The Project provides immediate eye care through year-round rural eye screenings and Mobile Eye Hospital surgeries. The Project also builds the capacity of the Malayan Ophthalmological Center by supplying much-needed diagnostic and surgical equipment. Indeed, the majority of the Center’s equipment has been supplied by AECP and bears the AECP label.
Focused on “teaching a man to fish” in addition to providing immediate assistance, the Project invests in the future through patient education and physician training. Throughout the year, AECP-funded doctors travel to rural regions of Armenia for several weeks at a time. There they do eye screenings for children and adults; run educational programs with local ophthalmologists and primary care physicians, including giving them a helpful 200-page “Essentials of Ophthalmology” manual; educate patients with a host of informative brochures; and assist patients in reaching regional surgical centers.
For complex pathologies that cannot be treated locally, the Armenian EyeCare Project funds patients’ surgery at the Malayan Ophthalmological Center. These individuals — people like Grigor, young, old, male, female, factory worker, farmer — would never have received an eye screening, much less sight-giving surgery. Finally, all patient visits are recorded in a database, allowing for valuable research on ocular disease prevalence and treatment outcomes.
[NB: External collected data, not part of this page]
//! Common test utilities and fixtures for integration tests
//!
//! Provides router builders over the mock content store and mock identity
//! provider, plus request/response helpers.

use std::sync::Arc;

use axum::{
    body::Body,
    http::{header::COOKIE, Method, Request},
    Router,
};
use chrono::Utc;
use serde_json::Value;

use manticore_accounts::AccountsState;
use manticore_auth::{AuthBackend, Identity, MockIdentityProvider, SESSION_COOKIE};
use manticore_content::{ContentState, MockContentStore, StoredContent};

/// Content router over a mock store
pub struct ContentTestApp {
    pub store: Arc<MockContentStore>,
}

impl ContentTestApp {
    pub fn new() -> Self {
        Self {
            store: Arc::new(MockContentStore::new()),
        }
    }

    pub fn router(&self) -> Router {
        manticore_content::routes().with_state(ContentState::new(self.store.clone()))
    }

    /// Seed a stored row with the given raw metadata text
    pub fn seed(&self, id: &str, metadata: Option<&str>) {
        self.store.insert(StoredContent {
            id: id.to_string(),
            title: Some("Seeded".to_string()),
            body: Some("Seeded body".to_string()),
            metadata: metadata.map(String::from),
            created_at: Utc::now(),
            updated_at: Utc::now(),
        });
    }
}

/// Accounts router over a mock identity provider
pub struct AccountsTestApp {
    pub provider: Arc<MockIdentityProvider>,
}

impl AccountsTestApp {
    pub fn new() -> Self {
        Self {
            provider: Arc::new(MockIdentityProvider::new()),
        }
    }

    pub fn router(&self) -> Router {
        manticore_accounts::routes().with_state(AccountsState {
            auth: AuthBackend::new(self.provider.clone()),
        })
    }

    /// Register a signed-in user reachable through `token`
    pub fn sign_in(&self, token: &str, session_id: &str, user_id: &str) {
        self.provider.insert_session(
            token,
            session_id,
            Identity {
                id: user_id.to_string(),
                email: Some(format!("{}@example.com", user_id)),
                name: None,
            },
        );
    }
}

/// Helper: build a request, optionally carrying a session cookie
pub fn request(method: Method, uri: &str, session_token: Option<&str>) -> Request<Body> {
    let mut builder = Request::builder().method(method).uri(uri);

    if let Some(token) = session_token {
        builder = builder.header(COOKIE, format!("{}={}", SESSION_COOKIE, token));
    }

    builder.body(Body::empty()).unwrap()
}

/// Helper: build a JSON request
pub fn json_request(method: Method, uri: &str, body: &Value) -> Request<Body> {
    Request::builder()
        .method(method)
        .uri(uri)
        .header("content-type", "application/json")
        .body(Body::from(serde_json::to_string(body).unwrap()))
        .unwrap()
}

/// Helper: parse response body as JSON Value
pub async fn parse_body(response: axum::http::Response<Body>) -> Value {
    let body = axum::body::to_bytes(response.into_body(), usize::MAX)
        .await
        .unwrap();
    serde_json::from_slice(&body).unwrap()
}

/// Helper: Location header of a redirect response
pub fn location(response: &axum::http::Response<Body>) -> &str {
    response
        .headers()
        .get("location")
        .expect("redirect should carry a Location header")
        .to_str()
        .unwrap()
}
The Armenian EyeCare Project is well-known and well-liked by the local community, both in Yerevan and in rural Armenia. For instance, the U.S. Embassy in Yerevan uses it as an example of how the U.S. Diaspora is giving back to Armenia, currently displaying a photo of the Armenian EyeCare Project on its front gate. “Even in rural regions,” notes a MOC ophthalmologist, “every ophthalmologist in Armenia knows about the Project.” Unlike many American or European NGOs elsewhere which have engendered competition among local partners, the Armenian EyeCare Project works alongside — completely integrated with — local physicians, nurses, and health leaders. As a result, its catchment area extends throughout the country, something that few health-related networks have been able to accomplish. It is no surprise, then, that I first found out about the U.S. Diaspora from an Armenian in Yerevan. I have lived my entire life in California, but it wasn’t until coming to Yerevan that I understood the significance of the Diaspora in California and the U.S. “Oh, you are from California? As in, Glendale? Yes, we know America: many of our Armenian brothers and sisters are there.”
A worldwide Armenian “family” isn’t far from the truth. If people make a nation, the majority of “Armenia” actually lives outside its borders: more than eight million, as compared to some 3.2 million within Armenia. Organizations like the Armenian EyeCare Project help to unite this territorially diverse group, successfully blurring the lines between Armenian and Armenian-American. Indeed, judging from Grigor’s smile and newly restored vision, national boundaries just don’t seem to apply.